(Stored items)
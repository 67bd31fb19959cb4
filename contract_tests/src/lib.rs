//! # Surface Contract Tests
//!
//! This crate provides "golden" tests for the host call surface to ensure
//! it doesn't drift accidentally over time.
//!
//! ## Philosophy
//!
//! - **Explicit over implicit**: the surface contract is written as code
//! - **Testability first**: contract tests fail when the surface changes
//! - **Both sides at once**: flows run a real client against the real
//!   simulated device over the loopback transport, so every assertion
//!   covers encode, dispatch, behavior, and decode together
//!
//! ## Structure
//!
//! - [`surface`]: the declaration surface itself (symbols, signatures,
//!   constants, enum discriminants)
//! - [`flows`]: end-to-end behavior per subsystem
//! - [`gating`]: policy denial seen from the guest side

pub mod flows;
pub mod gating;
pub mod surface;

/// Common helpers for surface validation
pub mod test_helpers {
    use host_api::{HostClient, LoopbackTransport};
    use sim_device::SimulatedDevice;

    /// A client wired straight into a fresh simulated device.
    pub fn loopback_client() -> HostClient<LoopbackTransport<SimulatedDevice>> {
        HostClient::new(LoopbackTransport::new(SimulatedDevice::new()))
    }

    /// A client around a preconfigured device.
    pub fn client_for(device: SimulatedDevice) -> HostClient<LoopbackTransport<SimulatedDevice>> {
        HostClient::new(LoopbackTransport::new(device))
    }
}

--

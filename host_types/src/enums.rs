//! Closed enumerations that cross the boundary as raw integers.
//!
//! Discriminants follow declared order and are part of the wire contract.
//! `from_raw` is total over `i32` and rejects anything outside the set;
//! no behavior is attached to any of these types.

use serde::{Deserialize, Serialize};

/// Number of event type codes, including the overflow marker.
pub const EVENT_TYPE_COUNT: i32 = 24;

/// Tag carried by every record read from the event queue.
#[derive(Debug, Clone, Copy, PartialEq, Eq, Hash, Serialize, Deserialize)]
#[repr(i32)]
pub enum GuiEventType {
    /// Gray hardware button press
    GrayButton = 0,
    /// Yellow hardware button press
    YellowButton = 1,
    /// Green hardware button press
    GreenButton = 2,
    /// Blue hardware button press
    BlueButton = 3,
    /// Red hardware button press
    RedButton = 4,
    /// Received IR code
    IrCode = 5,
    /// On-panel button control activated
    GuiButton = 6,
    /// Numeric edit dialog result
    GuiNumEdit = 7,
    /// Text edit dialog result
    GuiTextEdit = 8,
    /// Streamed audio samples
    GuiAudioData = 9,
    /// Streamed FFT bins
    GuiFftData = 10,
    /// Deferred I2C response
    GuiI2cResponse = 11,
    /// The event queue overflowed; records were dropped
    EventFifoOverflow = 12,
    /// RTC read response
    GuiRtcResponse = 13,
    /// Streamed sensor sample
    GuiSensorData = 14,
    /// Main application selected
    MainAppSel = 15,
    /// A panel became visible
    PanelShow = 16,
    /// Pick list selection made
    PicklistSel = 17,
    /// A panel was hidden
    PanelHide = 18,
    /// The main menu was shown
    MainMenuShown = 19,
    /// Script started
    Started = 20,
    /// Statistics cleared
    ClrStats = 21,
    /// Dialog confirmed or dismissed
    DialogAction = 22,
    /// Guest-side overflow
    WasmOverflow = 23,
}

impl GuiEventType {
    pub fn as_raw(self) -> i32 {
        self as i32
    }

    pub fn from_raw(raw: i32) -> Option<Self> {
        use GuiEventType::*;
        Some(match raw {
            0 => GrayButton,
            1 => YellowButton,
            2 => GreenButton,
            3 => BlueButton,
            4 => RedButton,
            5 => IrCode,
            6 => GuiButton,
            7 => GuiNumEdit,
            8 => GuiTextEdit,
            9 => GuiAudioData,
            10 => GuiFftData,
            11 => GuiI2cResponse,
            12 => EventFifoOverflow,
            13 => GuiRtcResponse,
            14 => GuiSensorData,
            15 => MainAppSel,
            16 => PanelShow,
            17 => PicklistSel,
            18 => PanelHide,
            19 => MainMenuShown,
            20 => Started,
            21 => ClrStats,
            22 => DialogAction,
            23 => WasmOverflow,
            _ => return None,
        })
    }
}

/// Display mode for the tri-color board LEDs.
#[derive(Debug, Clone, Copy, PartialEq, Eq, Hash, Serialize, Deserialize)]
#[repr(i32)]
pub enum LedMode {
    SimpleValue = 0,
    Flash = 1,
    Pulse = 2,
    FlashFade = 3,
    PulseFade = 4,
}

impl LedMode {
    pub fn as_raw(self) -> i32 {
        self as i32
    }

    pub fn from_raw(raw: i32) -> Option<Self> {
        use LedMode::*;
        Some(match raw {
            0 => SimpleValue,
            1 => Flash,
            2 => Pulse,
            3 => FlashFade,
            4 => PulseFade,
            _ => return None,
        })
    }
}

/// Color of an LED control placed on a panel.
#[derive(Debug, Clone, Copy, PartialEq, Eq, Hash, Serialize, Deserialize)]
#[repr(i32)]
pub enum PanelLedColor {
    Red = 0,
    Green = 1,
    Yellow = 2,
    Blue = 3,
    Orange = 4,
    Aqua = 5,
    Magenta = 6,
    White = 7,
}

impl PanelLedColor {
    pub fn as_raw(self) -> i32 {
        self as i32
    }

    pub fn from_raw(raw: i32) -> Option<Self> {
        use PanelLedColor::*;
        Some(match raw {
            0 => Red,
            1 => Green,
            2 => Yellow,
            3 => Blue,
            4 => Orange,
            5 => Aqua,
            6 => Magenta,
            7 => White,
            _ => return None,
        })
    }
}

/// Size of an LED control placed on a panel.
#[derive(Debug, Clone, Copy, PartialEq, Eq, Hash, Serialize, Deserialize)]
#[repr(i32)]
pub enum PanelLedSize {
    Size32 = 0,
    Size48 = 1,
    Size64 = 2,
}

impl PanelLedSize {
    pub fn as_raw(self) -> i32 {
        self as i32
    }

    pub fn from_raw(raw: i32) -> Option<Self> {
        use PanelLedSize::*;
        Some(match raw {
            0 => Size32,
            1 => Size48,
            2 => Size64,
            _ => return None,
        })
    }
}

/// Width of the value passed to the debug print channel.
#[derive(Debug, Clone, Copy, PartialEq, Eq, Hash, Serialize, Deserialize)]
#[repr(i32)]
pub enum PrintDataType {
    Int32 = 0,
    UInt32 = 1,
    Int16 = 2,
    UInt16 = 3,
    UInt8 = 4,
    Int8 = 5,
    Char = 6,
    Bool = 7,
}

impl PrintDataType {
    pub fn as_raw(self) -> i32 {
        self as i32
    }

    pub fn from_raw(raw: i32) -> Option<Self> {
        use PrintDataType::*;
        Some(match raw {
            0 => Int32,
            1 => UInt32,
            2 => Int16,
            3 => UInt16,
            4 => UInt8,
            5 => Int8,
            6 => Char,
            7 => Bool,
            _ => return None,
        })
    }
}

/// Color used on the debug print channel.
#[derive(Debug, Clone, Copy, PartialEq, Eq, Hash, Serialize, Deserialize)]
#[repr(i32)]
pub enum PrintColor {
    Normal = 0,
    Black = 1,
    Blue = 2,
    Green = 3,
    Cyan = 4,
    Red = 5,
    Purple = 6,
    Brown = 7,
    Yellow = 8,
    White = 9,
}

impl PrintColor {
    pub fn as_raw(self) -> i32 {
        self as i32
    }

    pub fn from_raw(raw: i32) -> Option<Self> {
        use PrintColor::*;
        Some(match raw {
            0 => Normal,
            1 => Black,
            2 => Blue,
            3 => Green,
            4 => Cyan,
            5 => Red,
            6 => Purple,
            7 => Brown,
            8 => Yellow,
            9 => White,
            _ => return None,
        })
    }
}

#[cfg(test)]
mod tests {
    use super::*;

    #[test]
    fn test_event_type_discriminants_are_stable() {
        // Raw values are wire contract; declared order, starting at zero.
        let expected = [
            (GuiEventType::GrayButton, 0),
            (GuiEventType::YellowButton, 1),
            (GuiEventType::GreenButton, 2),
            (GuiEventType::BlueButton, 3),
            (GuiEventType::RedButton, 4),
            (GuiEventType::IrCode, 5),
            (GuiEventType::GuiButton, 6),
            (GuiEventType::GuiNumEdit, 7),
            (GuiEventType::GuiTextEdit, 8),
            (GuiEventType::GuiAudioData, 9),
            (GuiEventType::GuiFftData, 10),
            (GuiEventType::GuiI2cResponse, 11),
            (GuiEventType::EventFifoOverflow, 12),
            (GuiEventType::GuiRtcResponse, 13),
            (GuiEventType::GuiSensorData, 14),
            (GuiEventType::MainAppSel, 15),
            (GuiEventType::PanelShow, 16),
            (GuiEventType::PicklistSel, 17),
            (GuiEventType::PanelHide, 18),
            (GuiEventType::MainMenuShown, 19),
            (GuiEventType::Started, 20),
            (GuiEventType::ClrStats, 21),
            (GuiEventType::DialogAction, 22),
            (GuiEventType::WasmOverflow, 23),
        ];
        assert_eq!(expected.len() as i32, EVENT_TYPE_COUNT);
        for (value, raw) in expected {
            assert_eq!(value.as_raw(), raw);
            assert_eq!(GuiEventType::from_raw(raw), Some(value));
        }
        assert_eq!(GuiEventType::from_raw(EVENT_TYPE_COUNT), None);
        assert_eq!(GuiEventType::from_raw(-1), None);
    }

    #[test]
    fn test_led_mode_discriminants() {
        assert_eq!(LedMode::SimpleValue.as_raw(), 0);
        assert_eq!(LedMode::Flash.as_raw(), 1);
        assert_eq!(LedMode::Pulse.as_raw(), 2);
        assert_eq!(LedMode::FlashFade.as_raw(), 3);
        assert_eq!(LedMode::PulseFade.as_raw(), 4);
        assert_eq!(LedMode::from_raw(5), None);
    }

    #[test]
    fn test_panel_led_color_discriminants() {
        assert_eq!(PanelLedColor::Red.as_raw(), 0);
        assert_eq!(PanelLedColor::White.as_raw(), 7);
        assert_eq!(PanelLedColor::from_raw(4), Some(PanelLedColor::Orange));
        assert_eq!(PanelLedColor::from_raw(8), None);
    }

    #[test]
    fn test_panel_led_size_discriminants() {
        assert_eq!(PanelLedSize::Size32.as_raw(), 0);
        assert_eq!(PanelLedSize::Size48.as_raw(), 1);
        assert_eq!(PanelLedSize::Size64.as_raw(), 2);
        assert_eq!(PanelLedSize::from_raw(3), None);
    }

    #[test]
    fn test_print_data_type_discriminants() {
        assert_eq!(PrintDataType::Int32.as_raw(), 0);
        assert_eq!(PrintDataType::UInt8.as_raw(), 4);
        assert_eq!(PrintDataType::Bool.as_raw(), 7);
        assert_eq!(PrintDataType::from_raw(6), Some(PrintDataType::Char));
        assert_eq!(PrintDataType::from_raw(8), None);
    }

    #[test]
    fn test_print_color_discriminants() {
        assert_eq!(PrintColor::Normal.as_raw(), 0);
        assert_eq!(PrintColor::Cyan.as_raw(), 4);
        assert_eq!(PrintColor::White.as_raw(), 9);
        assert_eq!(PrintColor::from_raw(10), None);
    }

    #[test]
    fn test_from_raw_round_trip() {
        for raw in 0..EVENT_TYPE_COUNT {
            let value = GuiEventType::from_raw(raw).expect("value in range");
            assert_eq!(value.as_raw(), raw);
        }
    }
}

§ WHAT YOU SHOULD DO:
Find the word "Char" in the entries above. Copy every line that has it.

§ YOUR SOLUTION:
    Char = 6,
            6 => Char,
        assert_eq!(PrintDataType::from_raw(6), Some(PrintDataType::Char));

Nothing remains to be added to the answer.